Points of light pierce the murky democratic dawn, but little more. Meanwhile, in Thailand martial law remains in force and it is illegal for more than five people to gather – even lone protestors eating sandwiches have been arrested. In Myanmar, where democratic transition is said to be in full swing, journalists are subject to prosecution and are sentenced to hard labour.
Later this month a Malaysian court will likely jail the country’s opposition leader Anwar Ibrahim, whose party won the popular vote in the last election. And Indonesian lawmakers consider that after almost a decade of popularly elected mayors and district officials, it is time to reverse course and have them appointed.
It’s not as if people are demanding all that much change.
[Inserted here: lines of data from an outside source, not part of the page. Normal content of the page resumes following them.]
//! Assignments: a synthetic container per course, one directory per
//! assignment holding its description artifact and any referenced files.

use tracing::{debug, info, warn};

use super::{external, file, page, SyncContext};
use crate::error::SyncError;
use crate::naming::corrected_name;
use crate::report::SyncStatus;
use crate::tree::{KindTag, NodeId, NodeKind, Tree};

/// Fixed display name of the container; it has no remote identity.
const ASSIGNMENTS_FOLDER_NAME: &str = "Assignments";

/// Attach the assignments container and one child per remote assignment.
/// The container is only materialized when the course has at least one
/// assignment.
pub(super) async fn add_assignments_folder(
    ctx: &mut SyncContext<'_>,
    tree: &mut Tree,
    course: NodeId,
    course_id: i64,
) -> Result<(), SyncError> {
    let assignments = match ctx.api.get_assignments_in_course(course_id).await {
        Ok(assignments) => assignments,
        Err(e) => {
            warn!(course_id, error = %e, "Failed to list assignments, skipping assignment sync");
            return Ok(());
        }
    };
    if assignments.is_empty() {
        return Ok(());
    }

    let folder = tree.add_child(
        course,
        -1,
        ASSIGNMENTS_FOLDER_NAME.to_string(),
        NodeKind::AssignmentsFolder,
        true,
    )?;
    ctx.register(tree, folder)?;

    for info in assignments {
        let name = corrected_name(&info.name);
        let id = info.id;
        let node = tree.add_child(folder, id, name, NodeKind::Assignment { info }, true)?;
        ctx.register(tree, node)?;
    }
    Ok(())
}

pub(super) async fn sync_assignments_folder(
    ctx: &mut SyncContext<'_>,
    tree: &mut Tree,
    id: NodeId,
) -> Result<(), SyncError> {
    info!(count = tree.node(id).children.len(), "Synchronizing assignments");
    let children = tree.node(id).children.clone();
    for child in children {
        sync_assignment(ctx, tree, child).await?;
    }
    Ok(())
}

/// Materialize one assignment: discover files referenced by the description
/// with the same matchers pages use, write the description artifact, then
/// materialize the referenced files alongside it.
async fn sync_assignment(
    ctx: &mut SyncContext<'_>,
    tree: &mut Tree,
    id: NodeId,
) -> Result<(), SyncError> {
    let info = match &tree.node(id).kind {
        NodeKind::Assignment { info } => info.clone(),
        other => {
            return Err(SyncError::Structure(format!(
                "sync_assignment invoked on a {} node",
                other.label()
            )))
        }
    };
    let name = tree.node(id).name.clone();
    let description = info.description.clone().unwrap_or_default();

    if !tree.node(id).discovered {
        tree.node_mut(id).discovered = true;

        for url in page::canvas_file_urls(&description) {
            match ctx.api.get_file_by_url(&url).await {
                Ok(file_info) => {
                    file::add_file(ctx, tree, id, file_info, true)?;
                }
                Err(e) => {
                    debug!(url = %url, error = %e, "Ignoring unreadable file reference in description");
                }
            }
        }
        if ctx.settings.download_linked {
            for url in page::external_file_urls(&description) {
                external::add_linked_file(ctx, tree, id, &url)?;
            }
        }
    }

    let artifact = tree.node(id).sync_path.join(format!("{name}.html"));
    if artifact.exists() {
        info!(assignment = %name, status = "synced", "Assignment already synced");
        ctx.record(tree, id, SyncStatus::AlreadySynced);
    } else {
        info!(assignment = %name, path = %artifact.display(), status = "downloading", "Writing assignment description");
        page::write_html_wrapper(
            &artifact,
            &name,
            info.html_url.as_deref().unwrap_or(""),
            &description,
        )?;
        ctx.record(tree, id, SyncStatus::Downloaded);
    }

    let children = tree.node(id).children.clone();
    for child in children {
        match tree.node(child).kind.tag() {
            KindTag::File => file::sync_file(ctx, tree, child).await?,
            KindTag::LinkedFile => external::sync_linked_file(ctx, tree, child).await?,
            _ => {}
        }
    }
    Ok(())
}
One former official from Myanmar speaking at a conference of civil society actors in Bali ahead of the heavily guarded Bali Democracy Forum put it like this: what people want is a government that is capable, efficient, accessible, caring, responsive and, if possible, replaceable.
However, for established elites in the region it’s that last point about a genuine democratic system that is hardest to swallow. Power can be responsibly wielded, even in the name of the people, but is not easily surrendered. As former Indonesian President Megawati Sukarnoputri once told a journalist colleague, all that is required is to let a little light into the system.
Michael Vatikiotis is Asia Regional Director for the Centre for Humanitarian Dialogue.